Exactly as written, copy the lines that run from the start of the data below to the line containing "use crate::schema::Schema;", both ends included.

+===+

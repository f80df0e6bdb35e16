//! Output Fingerprints
//!
//! A report's `outputHash` identifies the validated value together with the
//! schema revision that produced it, so the same output under a different
//! schema version never shares a fingerprint.

use serde_json::Value;
use sha2::{Digest, Sha256};

use crate::schema::Schema;

/// SHA-256 over `schema id`, `schema version` and the serialized output.
///
/// serde_json's `Map` is ordered by key unless `preserve_order` is enabled,
/// which this crate never turns on, so serialization is already canonical.
pub fn compute_output_hash(schema: &Schema, output: &Value) -> Result<String, serde_json::Error> {
    let body = serde_json::to_vec(output)?;
    let mut hasher = Sha256::new();
    for part in [schema.id.as_bytes(), schema.schema_version.as_bytes(), body.as_slice()] {
        hasher.update((part.len() as u64).to_be_bytes());
        hasher.update(part);
    }
    Ok(hex::encode(hasher.finalize()))
}

#[cfg(test)]
mod tests {
    use super::*;
    use serde_json::json;

    fn schema(id: &str, version: &str) -> Schema {
        serde_json::from_value(json!({
            "id": id,
            "name": id,
            "schemaVersion": version,
            "engineMinVersion": "1.0.0"
        }))
        .unwrap()
    }

    #[test]
    fn test_key_order_does_not_matter() {
        let signup = schema("signup", "1.0.0");
        let h1 = compute_output_hash(&signup, &json!({"name": "Ann", "tags": ["a", "b"]})).unwrap();
        let h2 = compute_output_hash(&signup, &json!({"tags": ["a", "b"], "name": "Ann"})).unwrap();
        assert_eq!(h1, h2);
        assert_eq!(h1.len(), 64);
        let h3 = compute_output_hash(&signup, &json!({"tags": ["b", "a"], "name": "Ann"})).unwrap();
        assert_ne!(h1, h3);
    }

    #[test]
    fn test_schema_revision_is_part_of_the_hash() {
        let output = json!({"age": 30});
        let v1 = compute_output_hash(&schema("signup", "1.0.0"), &output).unwrap();
        let v2 = compute_output_hash(&schema("signup", "1.1.0"), &output).unwrap();
        let other = compute_output_hash(&schema("profile", "1.0.0"), &output).unwrap();
        assert_ne!(v1, v2);
        assert_ne!(v1, other);
    }

    #[test]
    fn test_fields_cannot_run_together() {
        let output = json!(null);
        let a = compute_output_hash(&schema("ab", "1.0.0"), &output).unwrap();
        let b = compute_output_hash(&schema("a", "b1.0.0"), &output).unwrap();
        assert_ne!(a, b);
    }
}
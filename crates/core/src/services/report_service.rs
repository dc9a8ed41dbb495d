use chrono::{Duration, NaiveDateTime};
use std::collections::{BTreeMap, HashMap};

use tracing::{info, warn};

use crate::errors::CoreError;
use crate::models::diagnostic::{Diagnostic, ExternalSource};
use crate::models::holdings::Holdings;
use crate::models::report::{FxRate, FxSource, HoldingSummary, Report, WindowReport};
use crate::models::series::{BenchmarkSeries, PortfolioSeries};
use crate::models::settings::EngineConfig;
use crate::models::snapshot::PriceSnapshot;
use crate::models::window::Window;
use crate::services::benchmark_service::BenchmarkService;
use crate::services::income_service::IncomeService;
use crate::services::returns_service::ReturnsService;
use crate::services::valuation_service::ValuationService;
use crate::services::window_service::WindowService;

/// External inputs for one run, each either fetched or failed.
///
/// Failures are kept as errors so the report can log the cause and record
/// which fallback it applied.
#[derive(Debug)]
pub struct ExternalInputs {
    pub benchmark: Result<BenchmarkSeries, CoreError>,
    pub fx_rate: Result<f64, CoreError>,

    /// Rate from an earlier successful fetch, preferred over the configured constant
    pub last_known_fx: Option<f64>,

    /// Asset → fetched per-unit annual dividend. Absent assets contribute 0 silently.
    pub dividend_rates: BTreeMap<String, Result<f64, CoreError>>,
}

impl ExternalInputs {
    /// Inputs for an offline run: no benchmark, no FX, no dividends.
    pub fn offline() -> Self {
        Self {
            benchmark: Err(CoreError::NoProvider("offline".into())),
            fx_rate: Err(CoreError::NoProvider("offline".into())),
            last_known_fx: None,
            dividend_rates: BTreeMap::new(),
        }
    }
}

/// Assembles the report model from snapshots, holdings and external inputs.
///
/// Everything local to one asset, window or source is contained here: it is
/// recorded as a diagnostic and the rest of the report is still produced.
/// Only the absence of any valuable snapshot fails the run.
pub struct ReportService {
    valuation_service: ValuationService,
    window_service: WindowService,
    returns_service: ReturnsService,
    benchmark_service: BenchmarkService,
    income_service: IncomeService,
}

impl ReportService {
    pub fn new() -> Self {
        Self {
            valuation_service: ValuationService::new(),
            window_service: WindowService::new(),
            returns_service: ReturnsService::new(),
            benchmark_service: BenchmarkService::new(),
            income_service: IncomeService::new(),
        }
    }

    /// Earliest instant any configured window can reach back to. Used to size
    /// the benchmark fetch.
    pub fn required_history_start(
        &self,
        now: NaiveDateTime,
        config: &EngineConfig,
    ) -> Result<NaiveDateTime, CoreError> {
        let mut earliest = self.window_service.current_window_start(now, config.anchor_day)?;
        if let Some(oldest) = self
            .window_service
            .anchored_history(now, config.anchor_day, config.history_months)?
            .last()
        {
            earliest = earliest.min(oldest.start);
        }
        if let Some(&days) = config.lookback_days.iter().max() {
            earliest = earliest.min(now - Duration::days(i64::from(days)));
        }
        Ok(earliest)
    }

    /// Build the full report.
    pub fn build_report(
        &self,
        snapshots: &[PriceSnapshot],
        holdings: &Holdings,
        config: &EngineConfig,
        inputs: ExternalInputs,
        now: NaiveDateTime,
    ) -> Result<Report, CoreError> {
        let valuation = self
            .valuation_service
            .value_series(snapshots, holdings, config.forward_fill);
        let series = valuation.series;
        let last_point = *series.last().ok_or(CoreError::NoSnapshots)?;

        let mut diagnostics = valuation.gaps;

        // 1. External inputs, with documented fallbacks
        let fx = self.resolve_fx(inputs.fx_rate, inputs.last_known_fx, config, &mut diagnostics);

        let benchmark = match inputs.benchmark {
            Ok(series) => Some(series),
            Err(e) => {
                warn!(symbol = %config.benchmark_symbol, "Benchmark fetch failed, returns default to 0: {e}");
                diagnostics.push(Diagnostic::Fallback {
                    source: ExternalSource::Benchmark,
                    subject: Some(config.benchmark_symbol.clone()),
                    cause: e.to_string(),
                });
                None
            }
        };

        let mut dividend_rates: HashMap<String, f64> = HashMap::new();
        for (asset, rate) in inputs.dividend_rates {
            match rate {
                Ok(rate) => {
                    dividend_rates.insert(asset, rate);
                }
                Err(e) => {
                    warn!(asset = %asset, "Dividend rate fetch failed, using 0: {e}");
                    diagnostics.push(Diagnostic::Fallback {
                        source: ExternalSource::Dividend,
                        subject: Some(asset),
                        cause: e.to_string(),
                    });
                }
            }
        }

        // 2. Whole-series figures
        let cumulative_return_pct = match self.returns_service.cumulative_return(&series) {
            Ok(pct) => Some(pct),
            Err(e) => {
                Self::record_error("cumulative return", e, &mut diagnostics);
                None
            }
        };
        let max_drawdown = self.returns_service.max_drawdown(&series);

        // 3. Windows
        let ctx = WindowContext {
            series: &series,
            benchmark: benchmark.as_ref(),
            symbol: &config.benchmark_symbol,
            fx_rate: fx.rate,
        };

        let current = match self.window_service.current_window(now, config.anchor_day) {
            Ok(window) => self.evaluate_window(&ctx, &window, &mut diagnostics),
            Err(e) => {
                Self::record_error("current window", e, &mut diagnostics);
                None
            }
        };

        let history = self
            .window_service
            .anchored_history(now, config.anchor_day, config.history_months)?
            .iter()
            .filter_map(|window| self.evaluate_window(&ctx, window, &mut diagnostics))
            .collect();

        let mut lookbacks = Vec::with_capacity(config.lookback_days.len());
        for &days in &config.lookback_days {
            match self.window_service.lookback_window(now, days) {
                Ok(window) => lookbacks.extend(self.evaluate_window(&ctx, &window, &mut diagnostics)),
                Err(e) => Self::record_error(&format!("{days}d"), e, &mut diagnostics),
            }
        }

        // 4. Per-asset figures (observed prices only)
        let mut sorted_snapshots = snapshots.to_vec();
        sorted_snapshots.sort_by_key(|s| s.timestamp);

        let ranking_outcome = self.returns_service.rank_assets(&sorted_snapshots, holdings);
        diagnostics.extend(ranking_outcome.excluded);

        let income = self.income_service.estimate(holdings, &dividend_rates);
        let holdings_summary = Self::summarize_holdings(&sorted_snapshots, holdings, &dividend_rates, fx.rate);

        info!(
            points = series.len(),
            total_value = last_point.value,
            diagnostics = diagnostics.len(),
            "Report built"
        );

        Ok(Report {
            generated_at: now,
            native_currency: config.native_currency.clone(),
            display_currency: config.display_currency.clone(),
            fx,
            series_len: series.len(),
            total_value: last_point.value,
            total_value_display: last_point.value * fx.rate,
            cumulative_return_pct,
            current,
            history,
            lookbacks,
            max_drawdown,
            ranking: ranking_outcome.ranking,
            income_annual_display: income.annual * fx.rate,
            income_monthly_display: income.monthly * fx.rate,
            income,
            holdings: holdings_summary,
            diagnostics,
        })
    }

    // ── Internal ────────────────────────────────────────────────────

    fn resolve_fx(
        &self,
        fetched: Result<f64, CoreError>,
        last_known: Option<f64>,
        config: &EngineConfig,
        diagnostics: &mut Vec<Diagnostic>,
    ) -> FxRate {
        let e = match fetched {
            Ok(rate) => {
                return FxRate {
                    rate,
                    source: FxSource::Live,
                }
            }
            Err(e) => e,
        };

        let pair = format!("{}/{}", config.native_currency, config.display_currency);
        let fx = match last_known.filter(|r| r.is_finite() && *r > 0.0) {
            Some(rate) => FxRate {
                rate,
                source: FxSource::LastKnown,
            },
            None => FxRate {
                rate: config.fallback_fx_rate,
                source: FxSource::Default,
            },
        };
        warn!(%pair, rate = fx.rate, source = ?fx.source, "Exchange rate fetch failed, using fallback: {e}");
        diagnostics.push(Diagnostic::Fallback {
            source: ExternalSource::ExchangeRate,
            subject: Some(pair),
            cause: e.to_string(),
        });
        fx
    }

    /// Resolve, measure and benchmark one window. Omitted windows leave a diagnostic.
    fn evaluate_window(
        &self,
        ctx: &WindowContext<'_>,
        window: &Window,
        diagnostics: &mut Vec<Diagnostic>,
    ) -> Option<WindowReport> {
        let record = self
            .window_service
            .resolve(&ctx.series.points, window)
            .and_then(|resolved| self.returns_service.window_performance(ctx.series, &resolved));

        let record = match record {
            Ok(record) => record,
            Err(e) => {
                Self::record_error(&window.label, e, diagnostics);
                return None;
            }
        };

        if record.partial {
            warn!(window = %window.label, requested = %window.start, actual = %record.start_at, "Lookback window narrower than requested");
            diagnostics.push(Diagnostic::PartialWindow {
                label: window.label.clone(),
                requested_start: window.start,
                actual_start: record.start_at,
            });
        }

        let benchmark = self.benchmark_service.compare(&record, ctx.benchmark, ctx.symbol);

        Some(WindowReport {
            gain_display: record.gain * ctx.fx_rate,
            record,
            benchmark,
        })
    }

    /// Turn a locally recoverable error into a diagnostic.
    fn record_error(context: &str, e: CoreError, diagnostics: &mut Vec<Diagnostic>) {
        let diagnostic = Diagnostic::from_error(context, e);
        match &diagnostic {
            Diagnostic::EmptyWindow { label, reason } => {
                info!(window = %label, "Window omitted: {reason}");
            }
            Diagnostic::UndefinedReturn { context } => {
                warn!("Return undefined for {context}: base value is zero");
            }
            Diagnostic::Skipped { context, cause } => {
                warn!("Unexpected analytics error for {context}: {cause}");
            }
            _ => {}
        }
        diagnostics.push(diagnostic);
    }

    fn summarize_holdings(
        snapshots: &[PriceSnapshot],
        holdings: &Holdings,
        dividend_rates: &HashMap<String, f64>,
        fx_rate: f64,
    ) -> Vec<HoldingSummary> {
        let mut summaries: Vec<HoldingSummary> = holdings
            .iter()
            .map(|(asset, quantity)| {
                let last_price = snapshots.iter().rev().find_map(|s| s.price(asset));
                let value = last_price.map(|p| p * quantity).unwrap_or(0.0);
                HoldingSummary {
                    asset: asset.to_string(),
                    quantity,
                    last_price,
                    value,
                    value_display: value * fx_rate,
                    annual_dividend_rate: dividend_rates.get(asset).copied().unwrap_or(0.0),
                    allocation_pct: 0.0, // filled below
                }
            })
            .collect();

        let total: f64 = summaries.iter().map(|h| h.value).sum();
        for holding in &mut summaries {
            holding.allocation_pct = if total > 0.0 {
                (holding.value / total) * 100.0
            } else {
                0.0
            };
        }

        // Sort by allocation (largest first)
        summaries.sort_by(|a, b| {
            b.allocation_pct
                .partial_cmp(&a.allocation_pct)
                .unwrap_or(std::cmp::Ordering::Equal)
        });
        summaries
    }
}

impl Default for ReportService {
    fn default() -> Self {
        Self::new()
    }
}

/// Per-run values shared by every window evaluation.
struct WindowContext<'a> {
    series: &'a PortfolioSeries,
    benchmark: Option<&'a BenchmarkSeries>,
    symbol: &'a str,
    fx_rate: f64,
}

+===+

> **Written reply**:
repository f80df0e6bdb35e16
//! Output Fingerprints
//!
//! A report's `outputHash` identifies the validated value together with the
//! schema revision that produced it, so the same output under a different
//! schema version never shares a fingerprint.

use serde_json::Value;
use sha2::{Digest, Sha256};

use crate::schema::Schema;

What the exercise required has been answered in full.